▶ _Assignment_
Starting at the first line of the entries below, output every line exactly, up to and including the line with "treats a way's".

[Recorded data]
use std::collections::BTreeMap;

use serde::{Deserialize, Serialize};

/// A bag of OSM-style key/value tags, the same loose representation the preprocessor's
/// extraction stage hands to this loader (mirrors how `convert_osm/src/osm.rs` treats a way's
/// tags before specializing any of them into typed fields).
#[derive(Clone, Debug, Default, Serialize, Deserialize)]
pub struct Tags(pub BTreeMap<String, String>);

impl Tags {
    pub fn get(&self, key: &str) -> Option<&str> {
        self.0.get(key).map(|s| s.as_str())
    }

    pub fn get_or(&self, key: &str, default: &str) -> String {
        self.get(key).unwrap_or(default).to_string()
    }

    /// Parses a tag as an unsigned integer, returning `None` on missing or malformed values so
    /// the caller can fall back to a documented default.
    pub fn get_usize(&self, key: &str) -> Option<usize> {
        self.get(key)?.trim().parse().ok()
    }

    pub fn get_f64(&self, key: &str) -> Option<f64> {
        // "50 km/h"-style maxspeed tags: take the leading numeric prefix.
        let raw = self.get(key)?.trim();
        let numeric: String = raw
            .chars()
            .take_while(|c| c.is_ascii_digit() || *c == '.')
            .collect();
        numeric.parse().ok()
    }

    pub fn is(&self, key: &str, value: &str) -> bool {
        self.get(key) == Some(value)
    }
}
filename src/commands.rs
//! Command handlers - the entry points a user interface calls.
//!
//! Each handler validates its input locally, issues at most one store or identity call,
//! and reports the outcome through [`Presenter::notify`]. Failures are logged and returned
//! to the caller; nothing is retried. Handlers never touch the in-memory lists: the sync
//! engine is the only writer, so a failed command cannot leave local state inconsistent.

use crate::auth::{IdentityProvider, MIN_PASSWORD_LENGTH, Principal};
use crate::core::validation::{CollectionForm, EmiForm};
use crate::errors::{AuthFlow, Error, Result};
use crate::presentation::{Presenter, Severity};
use crate::session::Session;
use crate::store::{EmiPatch, EmiRecord, RecordId, RecordKind, RecordStore};
use crate::sync::{Clock, LiveSync, local_today};
use std::sync::Arc;
use tokio::task::JoinHandle;
use tracing::{debug, error, info, instrument, warn};

/// Raw sign-up input.
#[derive(Debug, Clone, Default)]
pub struct SignUpForm {
    /// Display name
    pub name: String,
    /// Sign-in email
    pub email: String,
    /// Chosen password
    pub password: String,
    /// Password typed a second time
    pub confirm_password: String,
}

/// A running session and the task applying its snapshots.
struct ActiveSession {
    session: Arc<Session>,
    sync_task: JoinHandle<()>,
}

impl Drop for ActiveSession {
    fn drop(&mut self) {
        self.sync_task.abort();
    }
}

/// Application facade holding the store, identity provider, presenter and current session.
pub struct App {
    store: Arc<dyn RecordStore>,
    identity: Arc<dyn IdentityProvider>,
    presenter: Arc<dyn Presenter>,
    active: Option<ActiveSession>,
    clock: Clock,
}

impl App {
    /// Creates a signed-out application.
    #[must_use]
    pub fn new(
        store: Arc<dyn RecordStore>,
        identity: Arc<dyn IdentityProvider>,
        presenter: Arc<dyn Presenter>,
    ) -> Self {
        Self {
            store,
            identity,
            presenter,
            active: None,
            clock: local_today,
        }
    }

    /// Replaces the clock used for paid dates and monthly figures.
    #[must_use]
    pub fn with_clock(mut self, clock: Clock) -> Self {
        self.clock = clock;
        self
    }

    /// The current session, if signed in.
    #[must_use]
    pub fn session(&self) -> Option<Arc<Session>> {
        self.active.as_ref().map(|active| Arc::clone(&active.session))
    }

    fn require_session(&self) -> Result<Arc<Session>> {
        self.session().ok_or(Error::AuthenticationRequired)
    }

    /// Like [`Self::require_session`], but tells the user when there is none.
    fn session_or_report(&self) -> Result<Arc<Session>> {
        self.require_session().inspect_err(|err| self.report_failure(err, ""))
    }

    /// Logs and surfaces a failed command. Validation errors show their own message.
    fn report_failure(&self, err: &Error, failure_message: &str) {
        match err {
            Error::Validation { message } => {
                debug!("Rejected input: {}", message);
                self.presenter.notify(message, Severity::Error);
            }
            Error::AuthenticationRequired => {
                warn!("Command attempted without a session");
                self.presenter.notify("Please sign in first", Severity::Error);
            }
            _ => {
                error!("{}: {}", failure_message, err);
                self.presenter.notify(failure_message, Severity::Error);
            }
        }
    }

    fn surface<T>(
        &self,
        result: Result<T>,
        success: (&str, Severity),
        failure_message: &str,
    ) -> Result<T> {
        match result {
            Ok(value) => {
                self.presenter.notify(success.0, success.1);
                Ok(value)
            }
            Err(err) => {
                self.report_failure(&err, failure_message);
                Err(err)
            }
        }
    }

    async fn start_session(&mut self, principal: Principal) -> Result<()> {
        self.end_session();

        let session = Arc::new(Session::new(principal));
        let sync = LiveSync::attach(
            self.store.as_ref(),
            Arc::clone(&session),
            Arc::clone(&self.presenter),
        )
        .await?
        .with_clock(self.clock);

        info!(user = %session.principal().display_label(), "Session started");
        self.active = Some(ActiveSession {
            session,
            sync_task: tokio::spawn(sync.run()),
        });
        Ok(())
    }

    fn end_session(&mut self) {
        if let Some(active) = self.active.take() {
            info!(uid = %active.session.owner(), "Session ended");
        }
    }

    /// Signs in and starts a session.
    #[instrument(skip(self, password))]
    pub async fn sign_in(&mut self, email: &str, password: &str) -> Result<Principal> {
        let email = email.trim();
        if email.is_empty() || password.is_empty() {
            let err = Error::validation("Please enter both email and password");
            self.report_failure(&err, "");
            return Err(err);
        }

        let principal = match self.identity.sign_in(email, password).await {
            Ok(principal) => principal,
            Err(auth) => {
                error!("Login error: {}", auth);
                self.presenter
                    .notify(&auth.user_message(AuthFlow::SignIn), Severity::Error);
                return Err(auth.into());
            }
        };

        if let Err(err) = self.start_session(principal.clone()).await {
            self.report_failure(&err, "Failed to load your data");
            return Err(err);
        }
        Ok(principal)
    }

    /// Creates an account, signs it in and starts a session.
    #[instrument(skip_all)]
    pub async fn sign_up(&mut self, form: &SignUpForm) -> Result<Principal> {
        let name = form.name.trim();
        let email = form.email.trim();

        let invalid = if name.is_empty()
            || email.is_empty()
            || form.password.is_empty()
            || form.confirm_password.is_empty()
        {
            Some("Please fill in all fields")
        } else if form.password.chars().count() < MIN_PASSWORD_LENGTH {
            Some("Password must be at least 6 characters long")
        } else if form.password != form.confirm_password {
            Some("Passwords do not match")
        } else {
            None
        };
        if let Some(message) = invalid {
            let err = Error::validation(message);
            self.report_failure(&err, "");
            return Err(err);
        }

        let principal = match self.identity.sign_up(name, email, &form.password).await {
            Ok(principal) => principal,
            Err(auth) => {
                error!("Signup error: {}", auth);
                self.presenter
                    .notify(&auth.user_message(AuthFlow::SignUp), Severity::Error);
                return Err(auth.into());
            }
        };

        if let Err(err) = self.start_session(principal.clone()).await {
            self.report_failure(&err, "Failed to load your data");
            return Err(err);
        }
        self.presenter
            .notify("Account created successfully!", Severity::Success);
        Ok(principal)
    }

    /// Starts a session for a principal the identity provider already holds.
    pub async fn resume(&mut self) -> Result<Option<Principal>> {
        let Some(principal) = self.identity.current_principal().await else {
            debug!("No principal to resume");
            return Ok(None);
        };
        if let Err(err) = self.start_session(principal.clone()).await {
            self.report_failure(&err, "Failed to load your data");
            return Err(err);
        }
        Ok(Some(principal))
    }

    /// Ends the session and signs out of the identity provider.
    pub async fn sign_out(&mut self) -> Result<()> {
        self.end_session();
        let result = self.identity.sign_out().await.map_err(Error::from);
        self.surface(
            result,
            ("Logged out successfully", Severity::Info),
            "Logout failed",
        )
    }

    /// Validates and stores a new collection.
    #[instrument(skip(self))]
    pub async fn add_collection(&self, form: &CollectionForm) -> Result<RecordId> {
        let result: Result<RecordId> = async {
            let session = self.require_session()?;
            let new = form.validate()?;
            self.store.create_collection(session.owner(), new).await
        }
        .await;
        self.surface(
            result,
            ("Collection added successfully", Severity::Success),
            "Failed to add collection",
        )
    }

    /// Deletes a collection.
    #[instrument(skip(self))]
    pub async fn delete_collection(&self, id: RecordId) -> Result<()> {
        let result: Result<()> = async {
            let session = self.require_session()?;
            self.store
                .delete(session.owner(), RecordKind::Collection, id)
                .await
        }
        .await;
        self.surface(
            result,
            ("Collection deleted", Severity::Info),
            "Failed to delete collection",
        )
    }

    /// Validates and stores a new EMI.
    #[instrument(skip(self))]
    pub async fn add_emi(&self, form: &EmiForm) -> Result<RecordId> {
        let result: Result<RecordId> = async {
            let session = self.require_session()?;
            let new = form.validate()?;
            self.store.create_emi(session.owner(), new).await
        }
        .await;
        self.surface(
            result,
            ("EMI added successfully", Severity::Success),
            "Failed to add EMI",
        )
    }

    /// Deletes an EMI.
    #[instrument(skip(self))]
    pub async fn delete_emi(&self, id: RecordId) -> Result<()> {
        let result: Result<()> = async {
            let session = self.require_session()?;
            self.store.delete(session.owner(), RecordKind::Emi, id).await
        }
        .await;
        self.surface(result, ("EMI deleted", Severity::Info), "Failed to delete EMI")
    }

    /// Selects an EMI for payment confirmation and returns it for display.
    ///
    /// An id missing from the current list selects nothing.
    pub async fn begin_payment(&self, id: RecordId) -> Result<Option<EmiRecord>> {
        let session = self.session_or_report()?;
        let Some(emi) = session.find_emi(id).await else {
            debug!(id, "No such EMI in the current list");
            return Ok(None);
        };
        session.set_pending_payment(Some(id)).await;
        Ok(Some(emi))
    }

    /// Abandons the pending payment confirmation.
    pub async fn cancel_payment(&self) -> Result<()> {
        let session = self.session_or_report()?;
        session.set_pending_payment(None).await;
        Ok(())
    }

    /// Marks the pending EMI paid today.
    ///
    /// Returns `false` when nothing was pending. The pending id is cleared only on success.
    #[instrument(skip(self))]
    pub async fn confirm_payment(&self) -> Result<bool> {
        let session = self.session_or_report()?;
        let Some(id) = session.pending_payment().await else {
            debug!("No payment pending confirmation");
            return Ok(false);
        };

        let result = self
            .store
            .update_emi(session.owner(), id, EmiPatch::paid_on((self.clock)()))
            .await;
        if result.is_ok() {
            session.set_pending_payment(None).await;
        }
        self.surface(
            result,
            ("EMI marked as paid", Severity::Success),
            "Failed to update EMI status",
        )
        .map(|()| true)
    }
}
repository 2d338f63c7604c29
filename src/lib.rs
//! `cashbook` - A personal finance tracker for daily collections and EMIs
//!
//! This crate keeps a signed-in user's collection and EMI lists mirrored from a record
//! store through live snapshot feeds, and recomputes the dashboard figures and chart
//! series from those lists on every push.

// Deny the most critical lints that could lead to bugs or security issues
#![deny(
    // Security and correctness
    unsafe_code,
    unsafe_op_in_unsafe_fn,

    // Code quality - things that are almost always bugs
    unreachable_code,
    unreachable_patterns,
    unused_must_use,

    // Documentation - broken links are bugs
    rustdoc::broken_intra_doc_links,
    rustdoc::private_intra_doc_links,
)]
// Warn on things that should be fixed but aren't necessarily bugs
#![warn(
    // Documentation - missing docs should be added gradually
    missing_docs,

    // Clippy categories for overall code quality
    clippy::all,
    clippy::pedantic,
    clippy::nursery,

    // Performance
    clippy::inefficient_to_string,
    clippy::large_types_passed_by_value,
    clippy::needless_pass_by_value,
    clippy::unnecessary_wraps,

    // Correctness
    clippy::clone_on_ref_ptr,
    clippy::dbg_macro,
    clippy::exit,
    clippy::expect_used,
    clippy::float_cmp,
    clippy::panic,
    clippy::todo,
    clippy::unimplemented,
    clippy::unwrap_used,

    // Complexity and readability
    clippy::cognitive_complexity,
    clippy::large_enum_variant,
    clippy::match_same_arms,
    clippy::too_many_lines,

    // Style consistency
    clippy::enum_glob_use,
    clippy::inconsistent_struct_constructor,
    clippy::missing_errors_doc,
    clippy::missing_panics_doc,
    clippy::must_use_candidate,
    clippy::redundant_closure_for_method_calls,
    clippy::semicolon_if_nothing_returned,
    clippy::wildcard_imports,

    // Future compatibility
    future_incompatible,
    rust_2018_idioms,
)]
// Allow some pedantic lints that are too noisy or not applicable
#![allow(
    clippy::module_name_repetitions,  // Common pattern in Rust
    clippy::missing_errors_doc,        // Will add gradually
    clippy::missing_panics_doc,        // Will add gradually
)]

/// Identity provider seam and the local account provider
pub mod auth;
/// Command handlers - the entry points a user interface calls
pub mod commands;
/// Configuration management for database and application settings
pub mod config;
/// Core business logic - validation, aggregation and display formatting
pub mod core;
/// SeaORM entity definitions for database tables
pub mod entities;
/// Unified error types and result handling
pub mod errors;
/// Presenter seam and the plain-text console presenter
pub mod presentation;
/// Per-principal session state
pub mod session;
/// Record store seam, live snapshot feeds and the `SeaORM` implementation
pub mod store;
/// Live Sync Engine - applies snapshots and recomputes derived values
pub mod sync;

#[cfg(test)]
pub mod test_utils;
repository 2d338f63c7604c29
/// Database configuration and connection management
pub mod database;

/// Application settings loading from config.toml
pub mod settings;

▶ _Solution to this problem_
use std::collections::BTreeMap;

use serde::{Deserialize, Serialize};

/// A bag of OSM-style key/value tags, the same loose representation the preprocessor's
/// extraction stage hands to this loader (mirrors how `convert_osm/src/osm.rs` treats a way's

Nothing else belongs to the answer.